By allowing ads to appear on this site, you support the local businesses who, in turn, support great journalism.
The wide track feeling is about to become history
Placeholder Image
Pontiac was the General Motors car line growing up.

Your parents drove a Chevrolet. The nice elderly couple down the street drove a Buick. Middle-age folks who were moving up were behind the wheel of an Oldsmobile. And those who were well-to-do – relatively speaking – owned Cadillacs.

It was the Pontiac line, though, that beckoned the young and young at heart. It was pure muscle under the hood even in the sedans. They even looked powerful. The very names revved up their image – Grand Prix, LeMans, GTO, Firebird, and the ultimate GM everyman’s muscle car – the Firebird Trans Am. Sure, Chevrolet had the Camaro SS but it was the Firebird Trans Am that turned heads. You’d give your eye teeth for a Corvette but they were out of your price range.

You could sit for hours and look at the full color brochure of the sleek Firebird Trans Am with its signature screaming firebird on the hood, its engine air intake, and the classic finishing touch – the T-top.

It was the car that 25-year-old guys back in the 1980s dreamed about. It was also the only purchase my mother ever talked me out of getting. She had my AAA insurance agent Stan Thompson drill me about the insurance costs. She harped on the gas price that had soared past $1.30 a gallon and the difficulty I had buying gas during the gas shortage especially since I was driving 22,000 miles a year. She even had police officers tell me how muscle cars attracted more attention - including that of police. And if that wasn’t enough, she told me to think about how I’d feel after I got a Trans Am and realized that the screaming firebird was a bit overstated for my personality.

So I caved in and settled for a root beer colored Firebird complete with T-top. Settled isn’t the right word. It was a great car. Detroit may have had some issues with making sedans back then but not with their American-style sports cars. It was comfortable. It handled well. And it was great having the T-top off summer, spring, winter or fall. It could rain lightly by driving down the freeway you’d stay dry as rain drops swooshed over the sleek design and stayed out of the passenger compartment.
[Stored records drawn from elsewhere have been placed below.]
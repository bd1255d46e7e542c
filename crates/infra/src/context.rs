//! Application wiring
//!
//! [`ConsoleContext`] builds the whole client stack from a [`Config`]: one
//! transport with its cookie jar, the credential store selected by
//! `session.storage`, the busy flag and alert queue, the session service and
//! the API client that refreshes through it. Typed services are handed out
//! on demand and all share the one client.

use std::sync::Arc;
use std::time::Duration;

use authconsole_core::{CredentialStore, SessionContext};
use authconsole_domain::{Config, CredentialStorage};
use tracing::info;

use crate::api::{ApiClient, ApiClientConfig, ApiError, SessionRefresher};
use crate::http::HttpClient;
use crate::services::{
    AccountService, BudgetService, CategoryService, InsightsService, PermissionService,
    PlatformProfileRoleService, PlatformRolePermissionService, PlatformService, ProfileService,
    RoleService, TransactionService,
};
use crate::session::{
    AlertQueue, BusyFlag, InMemoryCredentialStore, KeychainCredentialStore, SessionEndpoints,
    SessionService,
};

const USER_AGENT: &str = concat!("authconsole/", env!("CARGO_PKG_VERSION"));

/// Everything an application needs to talk to the console APIs
pub struct ConsoleContext {
    config: Config,
    credentials: Arc<dyn CredentialStore>,
    busy: Arc<BusyFlag>,
    alerts: Arc<AlertQueue>,
    session: Arc<SessionService>,
    client: Arc<ApiClient>,
}

impl ConsoleContext {
    /// Build the client stack
    ///
    /// # Errors
    /// Returns `ApiError::Config` if the transport cannot be built and
    /// `ApiError::Session` if the keychain cannot be opened.
    pub fn from_config(config: Config) -> Result<Self, ApiError> {
        let http = HttpClient::builder()
            .timeout(Duration::from_secs(config.api.timeout_seconds))
            .user_agent(USER_AGENT)
            .build()
            .map_err(|e| ApiError::Config(e.to_string()))?;

        let credentials: Arc<dyn CredentialStore> = match config.session.storage {
            CredentialStorage::Memory => Arc::new(InMemoryCredentialStore::new()),
            CredentialStorage::Keychain => {
                Arc::new(KeychainCredentialStore::new(config.session.keychain_service.clone())?)
            }
        };
        let busy = Arc::new(BusyFlag::new());
        let alerts = Arc::new(AlertQueue::default());
        let context = SessionContext::new(credentials.clone(), busy.clone(), alerts.clone());

        let endpoints = SessionEndpoints::from_config(&config.api, &config.session);
        let session = Arc::new(SessionService::new(http.clone(), context.clone(), endpoints));
        let refresher: Arc<dyn SessionRefresher> = session.clone();
        let client = Arc::new(ApiClient::new(
            ApiClientConfig::from(&config.api),
            http,
            context,
            refresher,
        ));

        info!(
            base_url = %config.api.base_url,
            storage = %config.session.storage,
            single_flight = config.api.single_flight_refresh,
            "console context ready"
        );
        Ok(Self { config, credentials, busy, alerts, session, client })
    }

    pub fn config(&self) -> &Config {
        &self.config
    }

    pub fn client(&self) -> &Arc<ApiClient> {
        &self.client
    }

    pub fn session(&self) -> &Arc<SessionService> {
        &self.session
    }

    pub fn credentials(&self) -> &Arc<dyn CredentialStore> {
        &self.credentials
    }

    /// Busy flag; subscribe to it to drive a progress indicator
    pub fn busy(&self) -> &Arc<BusyFlag> {
        &self.busy
    }

    /// Alerts waiting to be shown
    pub fn alerts(&self) -> &Arc<AlertQueue> {
        &self.alerts
    }

    pub fn platforms(&self) -> PlatformService {
        PlatformService::new(Arc::clone(&self.client))
    }

    pub fn roles(&self) -> RoleService {
        RoleService::new(Arc::clone(&self.client))
    }

    pub fn permissions(&self) -> PermissionService {
        PermissionService::new(Arc::clone(&self.client))
    }

    pub fn profiles(&self) -> ProfileService {
        ProfileService::new(Arc::clone(&self.client))
    }

    pub fn role_permissions(&self) -> PlatformRolePermissionService {
        PlatformRolePermissionService::new(Arc::clone(&self.client))
    }

    pub fn profile_roles(&self) -> PlatformProfileRoleService {
        PlatformProfileRoleService::new(Arc::clone(&self.client))
    }

    pub fn accounts(&self) -> AccountService {
        AccountService::new(Arc::clone(&self.client))
    }

    pub fn categories(&self) -> CategoryService {
        CategoryService::new(Arc::clone(&self.client))
    }

    pub fn transactions(&self) -> TransactionService {
        TransactionService::new(Arc::clone(&self.client))
    }

    pub fn budgets(&self) -> BudgetService {
        BudgetService::new(Arc::clone(&self.client))
    }

    pub fn insights(&self) -> InsightsService {
        InsightsService::new(Arc::clone(&self.client))
    }
}

impl std::fmt::Debug for ConsoleContext {
    fn fmt(&self, f: &mut std::fmt::Formatter<'_>) -> std::fmt::Result {
        f.debug_struct("ConsoleContext").field("config", &self.config).finish_non_exhaustive()
    }
}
I departed with it after three years and 80,000 miles for another Pontiac – hybrid diesel Pontiac Grand Prix that dropped $7,000 in value the money I drove it of the lot.

The Grand Prix got great mileage but within two months I was broadsided. Two months later I was back in a T-top but it wasn’t an American made car. It was a graphite gray 1983 Datsun 280ZX. My allegiance to American made cars dissipated when I got my Grand Prix back. The trunk was filled with Toyota parts boxes at the independent body shop my insurance company steered me to.

I was upset about not having genuine GM parts on the car so the body shop sent me to where I bought the Firebird – Reliable Pontiac Cadillac. I was anything but a happy camper when a slightly irritated parts manager asked me what I thought originally came on my car when I asked him why they sold Toyota parts to the body shop for my Pontiac.

It ended my 100 percent allegiance to American made cars. The Datsun 280ZCX was followed by two Volvos including a 740 that was the biggest rolling lemon I’d ever had the displeasure of knowing about. I called it the “Full Employment Act for Volvo Mechanics.” It was the only car I bought on impulse. They must have figured I was crazy trading in a 280ZX for a Volvo and in retrospect I was. Everything went wrong with the car.
At 92,000 I palmed the 740 off on a Volvo dealer and bought the Volvo equivalent of a VW bug – the 240 Volvo. No qualms about the 240 at all.

Since then I’ve driven American cars. That’s where I’ll disagree with those who think American cars can’t cut it. The Chevy S10 Blazer lasted for 15 years with barely a problem. The Malibu fastback was as close to perfect as you could get and I’ll put my Ford Escape hybrid up against anything Europe or Asia can toss at it.

The demise of the Pontiac line makes sense. It costs tons of money for manufacturers to offer redundant car styles – even with different nameplates – plus literally thousands of option packages.

Still, I can’t picture Hollywood ever making a movie about a modern day crime-fighting knight who drives a talking Nissan Sentra or a band coming up with a top hit entitled “Little Kia Rio.”

Pontiacs were the things American dreams were once made of.